## RECORD EXCERPTS:

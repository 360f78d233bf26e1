// SPDX-FileCopyrightText: 2026 Bruno Meilick
// SPDX-License-Identifier: LicenseRef-TutorGPT-FreeUse-NoCopy-NoDerivatives
//
// All rights reserved.
//
// This file is part of TutorGPT and is proprietary software.
// Unauthorized copying, modification, or distribution is prohibited.

use std::cell::Cell;

use chrono::Utc;
use rstest::{fixture, rstest};

use super::{Outcome, SelectionError, SubjectStore};
use crate::model::{Material, MaterialId, Selection, Subject, SubjectId, TopicId};
use crate::store::{
    default_subjects, KeyValueStore, LocalPersistence, MemoryStorage, PersistedState, StatePort,
    StoreError, SELECTED_SUBJECT_KEY, SELECTED_TOPIC_KEY, SUBJECTS_KEY,
};

struct Ctx {
    storage: MemoryStorage,
    store: SubjectStore<LocalPersistence<MemoryStorage>>,
}

impl Ctx {
    fn reopen(&self) -> SubjectStore<LocalPersistence<MemoryStorage>> {
        SubjectStore::open(LocalPersistence::new(self.storage.clone()))
    }
}

#[fixture]
fn ctx() -> Ctx {
    let storage = MemoryStorage::new();
    let store = SubjectStore::open(LocalPersistence::new(storage.clone()));
    Ctx { storage, store }
}

fn material(id: &str) -> Material {
    Material::new(MaterialId::new(id).unwrap(), format!("{id}.pdf"), Utc::now())
}

fn topic_ids(store: &SubjectStore<LocalPersistence<MemoryStorage>>, subject_id: &str) -> Vec<String> {
    store
        .subject(subject_id)
        .expect("subject")
        .topics()
        .iter()
        .map(|t| t.id().to_string())
        .collect()
}

fn material_ids(
    store: &SubjectStore<LocalPersistence<MemoryStorage>>,
    subject_id: &str,
    topic_id: &str,
) -> Vec<String> {
    store
        .subject(subject_id)
        .and_then(|s| s.topic(topic_id))
        .expect("topic")
        .materials()
        .iter()
        .map(|m| m.id().to_string())
        .collect()
}

#[rstest]
fn opens_with_seed_subjects_and_writes_nothing(ctx: Ctx) {
    let names: Vec<&str> = ctx.store.subjects().iter().map(Subject::name).collect();
    assert_eq!(names, vec!["Biology", "Math"]);
    for subject in ctx.store.subjects() {
        assert_eq!(topic_ids(&ctx.store, subject.id().as_str()), vec!["general"]);
    }
    assert!(ctx.storage.entries().is_empty());
}

#[rstest]
fn world_history_scenario(mut ctx: Ctx) {
    assert_eq!(ctx.store.add_subject("World History").unwrap(), Outcome::Applied);
    assert_eq!(ctx.store.subjects().len(), 3);

    assert_eq!(
        ctx.store.add_topic("world_history", "Wars").unwrap(),
        Outcome::Applied
    );
    let subject = ctx.store.subject("world_history").expect("subject");
    assert_eq!(subject.name(), "World History");
    let wars = subject.topic("wars").expect("wars topic");
    assert_eq!(wars.name(), "Wars");
    assert_eq!(wars.conversation_id().as_str(), "world_history_wars");
    assert!(wars.materials().is_empty());
}

#[rstest]
fn add_subject_is_idempotent_by_slug(mut ctx: Ctx) {
    assert!(ctx.store.add_subject("Organic Chemistry").unwrap().is_applied());
    assert_eq!(
        ctx.store.add_subject("organic   chemistry").unwrap(),
        Outcome::Ignored
    );
    let matching = ctx
        .store
        .subjects()
        .iter()
        .filter(|s| s.id() == "organic_chemistry")
        .count();
    assert_eq!(matching, 1);
    assert_eq!(
        ctx.store.subject("organic_chemistry").unwrap().name(),
        "Organic Chemistry"
    );
}

#[rstest]
fn add_subject_ignores_empty_name(mut ctx: Ctx) {
    assert_eq!(ctx.store.add_subject("").unwrap(), Outcome::Ignored);
    assert_eq!(ctx.store.subjects().len(), 2);
}

#[rstest]
fn add_topic_ignores_unknown_subject_and_duplicates(mut ctx: Ctx) {
    assert_eq!(ctx.store.add_topic("chemistry", "Acids").unwrap(), Outcome::Ignored);
    assert!(ctx.store.add_topic("math", "Linear Algebra").unwrap().is_applied());
    assert_eq!(
        ctx.store.add_topic("math", "linear algebra").unwrap(),
        Outcome::Ignored
    );
    assert_eq!(ctx.store.add_topic("math", "General").unwrap(), Outcome::Ignored);
    assert_eq!(topic_ids(&ctx.store, "math"), vec!["general", "linear_algebra"]);
}

#[rstest]
fn remove_general_topic_is_always_refused(mut ctx: Ctx) {
    ctx.store.add_topic("math", "Calculus").unwrap();
    ctx.store.select_topic("math", "general").unwrap();

    assert_eq!(ctx.store.remove_topic("math", "general").unwrap(), Outcome::Ignored);
    assert_eq!(ctx.store.remove_topic("nope", "general").unwrap(), Outcome::Ignored);
    assert_eq!(topic_ids(&ctx.store, "math"), vec!["general", "calculus"]);
    assert!(ctx.store.selected_topic_data().is_some());
}

#[rstest]
fn remove_selected_topic_clears_only_topic_half(mut ctx: Ctx) {
    ctx.store.add_topic("math", "Calculus").unwrap();
    ctx.store.select_topic("math", "calculus").unwrap();

    assert!(ctx.store.remove_topic("math", "calculus").unwrap().is_applied());
    assert_eq!(ctx.store.selection().subject_id().map(|s| s.as_str()), Some("math"));
    assert_eq!(ctx.store.selection().topic_id(), None);

    let entries = ctx.storage.entries();
    assert_eq!(entries.get(SELECTED_SUBJECT_KEY).map(String::as_str), Some("math"));
    assert!(!entries.contains_key(SELECTED_TOPIC_KEY));
}

#[rstest]
fn remove_unselected_topic_keeps_selection(mut ctx: Ctx) {
    ctx.store.add_topic("math", "Calculus").unwrap();
    ctx.store.add_topic("math", "Geometry").unwrap();
    ctx.store.select_topic("math", "geometry").unwrap();

    ctx.store.remove_topic("math", "calculus").unwrap();
    let selected = ctx.store.selected_topic_data().expect("still selected");
    assert_eq!(selected.topic.id().as_str(), "geometry");
}

#[rstest]
fn remove_selected_subject_clears_both_halves(mut ctx: Ctx) {
    ctx.store.add_topic("biology", "Cells").unwrap();
    ctx.store.add_material("biology", "cells", material("m1")).unwrap();
    ctx.store.select_topic("biology", "cells").unwrap();

    assert!(ctx.store.remove_subject("biology").unwrap().is_applied());
    assert!(ctx.store.subject("biology").is_none());
    assert!(ctx.store.selection().is_empty());

    let entries = ctx.storage.entries();
    assert!(!entries.contains_key(SELECTED_SUBJECT_KEY));
    assert!(!entries.contains_key(SELECTED_TOPIC_KEY));
    assert!(!entries[SUBJECTS_KEY].contains("biology"));
}

#[rstest]
fn remove_other_subject_keeps_selection(mut ctx: Ctx) {
    ctx.store.select_topic("math", "general").unwrap();
    ctx.store.remove_subject("biology").unwrap();
    assert_eq!(
        ctx.store.selection(),
        &Selection::new(
            Some(SubjectId::new("math").unwrap()),
            Some(TopicId::new("general").unwrap())
        )
    );
    assert_eq!(ctx.store.remove_subject("biology").unwrap(), Outcome::Ignored);
}

#[rstest]
fn add_material_mirrors_into_general(mut ctx: Ctx) {
    ctx.store.add_topic("biology", "Cells").unwrap();
    let m = material("m1");

    assert!(ctx.store.add_material("biology", "cells", m.clone()).unwrap().is_applied());
    assert_eq!(material_ids(&ctx.store, "biology", "cells"), vec!["m1"]);
    assert_eq!(material_ids(&ctx.store, "biology", "general"), vec!["m1"]);

    assert!(ctx.store.remove_material("biology", "cells", "m1").unwrap().is_applied());
    assert!(material_ids(&ctx.store, "biology", "cells").is_empty());
    assert_eq!(material_ids(&ctx.store, "biology", "general"), vec!["m1"]);

    // Re-adding only lands in the topic; general already has it.
    assert!(ctx.store.add_material("biology", "cells", m).unwrap().is_applied());
    assert_eq!(material_ids(&ctx.store, "biology", "general"), vec!["m1"]);
}

#[rstest]
fn add_material_to_general_does_not_duplicate(mut ctx: Ctx) {
    assert!(ctx.store.add_material("math", "general", material("m1")).unwrap().is_applied());
    assert_eq!(
        ctx.store.add_material("math", "general", material("m1")).unwrap(),
        Outcome::Ignored
    );
    assert_eq!(material_ids(&ctx.store, "math", "general"), vec!["m1"]);
}

#[rstest]
fn add_material_ignores_unknown_targets(mut ctx: Ctx) {
    assert_eq!(
        ctx.store.add_material("chemistry", "general", material("m1")).unwrap(),
        Outcome::Ignored
    );
    assert_eq!(
        ctx.store.add_material("math", "calculus", material("m1")).unwrap(),
        Outcome::Ignored
    );
    assert!(material_ids(&ctx.store, "math", "general").is_empty());
}

#[rstest]
fn remove_material_from_general_leaves_topic_copy(mut ctx: Ctx) {
    ctx.store.add_topic("math", "Calculus").unwrap();
    ctx.store.add_material("math", "calculus", material("m1")).unwrap();
    ctx.store.remove_material("math", "general", "m1").unwrap();
    assert_eq!(material_ids(&ctx.store, "math", "calculus"), vec!["m1"]);
    assert!(material_ids(&ctx.store, "math", "general").is_empty());
    assert_eq!(
        ctx.store.remove_material("math", "general", "m1").unwrap(),
        Outcome::Ignored
    );
}

#[rstest]
fn select_topic_does_not_validate_and_lookups_tolerate_staleness(mut ctx: Ctx) {
    assert!(ctx.store.select_topic("physics", "optics").unwrap().is_applied());
    assert_eq!(
        ctx.store.selection().subject_id().map(|s| s.as_str()),
        Some("physics")
    );
    assert!(ctx.store.selected_subject_data().is_none());
    assert!(ctx.store.selected_topic_data().is_none());
    assert!(ctx.store.active_conversation_id().is_none());
}

#[rstest]
fn selected_topic_data_resolves_live_pair(mut ctx: Ctx) {
    ctx.store.add_topic("math", "Calculus").unwrap();
    ctx.store.select_topic("math", "calculus").unwrap();

    let selected = ctx.store.selected_topic_data().expect("selected");
    assert_eq!(selected.subject.id().as_str(), "math");
    assert_eq!(selected.topic.id().as_str(), "calculus");
    assert_eq!(
        ctx.store.active_conversation_id().map(|c| c.as_str()),
        Some("math_calculus")
    );
}

#[rstest]
fn selected_topic_data_goes_stale_when_subject_removed_elsewhere(mut ctx: Ctx) {
    ctx.store.select_topic("math", "general").unwrap();
    ctx.store.select_topic("biology", "general").unwrap();
    ctx.store.remove_subject("math").unwrap();
    assert!(ctx.store.selected_topic_data().is_some());

    ctx.store.remove_subject("biology").unwrap();
    assert!(ctx.store.selected_topic_data().is_none());
}

#[rstest]
fn select_existing_topic_rejects_unknown_pairs(mut ctx: Ctx) {
    ctx.store.select_topic("math", "general").unwrap();

    let err = ctx.store.select_existing_topic("physics", "general").unwrap_err();
    assert!(matches!(err, SelectionError::UnknownSubject { .. }));
    let err = ctx.store.select_existing_topic("math", "calculus").unwrap_err();
    assert!(matches!(err, SelectionError::UnknownTopic { .. }));
    assert_eq!(
        ctx.store.selection().subject_id().map(|s| s.as_str()),
        Some("math")
    );

    assert!(ctx
        .store
        .select_existing_topic("biology", "general")
        .unwrap()
        .is_applied());
}

#[rstest]
fn clear_selection_removes_both_keys(mut ctx: Ctx) {
    assert_eq!(ctx.store.clear_selection().unwrap(), Outcome::Ignored);
    ctx.store.select_topic("math", "general").unwrap();
    assert!(ctx.store.clear_selection().unwrap().is_applied());
    assert!(ctx.storage.entries().is_empty());
}

#[rstest]
fn state_survives_reopen(mut ctx: Ctx) {
    ctx.store.add_subject("World History").unwrap();
    ctx.store.add_topic("world_history", "Wars").unwrap();
    ctx.store.add_material("world_history", "wars", material("m1")).unwrap();
    ctx.store.select_topic("world_history", "wars").unwrap();

    let reopened = ctx.reopen();
    assert_eq!(reopened.subjects(), ctx.store.subjects());
    assert_eq!(reopened.selection(), ctx.store.selection());
    assert_eq!(
        reopened.active_conversation_id().map(|c| c.as_str()),
        Some("world_history_wars")
    );
}

#[rstest]
fn malformed_storage_is_not_rewritten_until_next_mutation(ctx: Ctx) {
    ctx.storage.set(SUBJECTS_KEY, "[{").unwrap();
    let mut store = ctx.reopen();
    assert_eq!(store.subjects(), default_subjects().as_slice());
    assert_eq!(ctx.storage.entries()[SUBJECTS_KEY], "[{");

    store.add_subject("Art").unwrap();
    assert!(ctx.storage.entries()[SUBJECTS_KEY].contains("\"art\""));
}

struct FailingPort {
    subject_writes: Cell<usize>,
}

impl StatePort for FailingPort {
    fn load(&self) -> PersistedState {
        PersistedState {
            subjects: default_subjects(),
            selection: Selection::default(),
        }
    }

    fn save_subjects(&self, _subjects: &[Subject]) -> Result<(), StoreError> {
        self.subject_writes.set(self.subject_writes.get() + 1);
        Err(StoreError::InvalidKey {
            key: "read-only".to_owned(),
        })
    }

    fn save_selected_subject(&self, _subject_id: Option<&SubjectId>) -> Result<(), StoreError> {
        Ok(())
    }

    fn save_selected_topic(&self, _topic_id: Option<&TopicId>) -> Result<(), StoreError> {
        Ok(())
    }
}

#[test]
fn failed_write_through_keeps_in_memory_change() {
    let mut store = SubjectStore::open(FailingPort {
        subject_writes: Cell::new(0),
    });

    let err = store.add_subject("Art").unwrap_err();
    assert!(matches!(err, StoreError::InvalidKey { .. }));
    assert!(store.subject("art").is_some());
    assert_eq!(store.port().subject_writes.get(), 1);
}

## TASK DESCRIPTION:
Determine the number of lines above holding the string "Result". Reply with it and nothing more.

## ANSWER FOR THIS EXERCISE:
3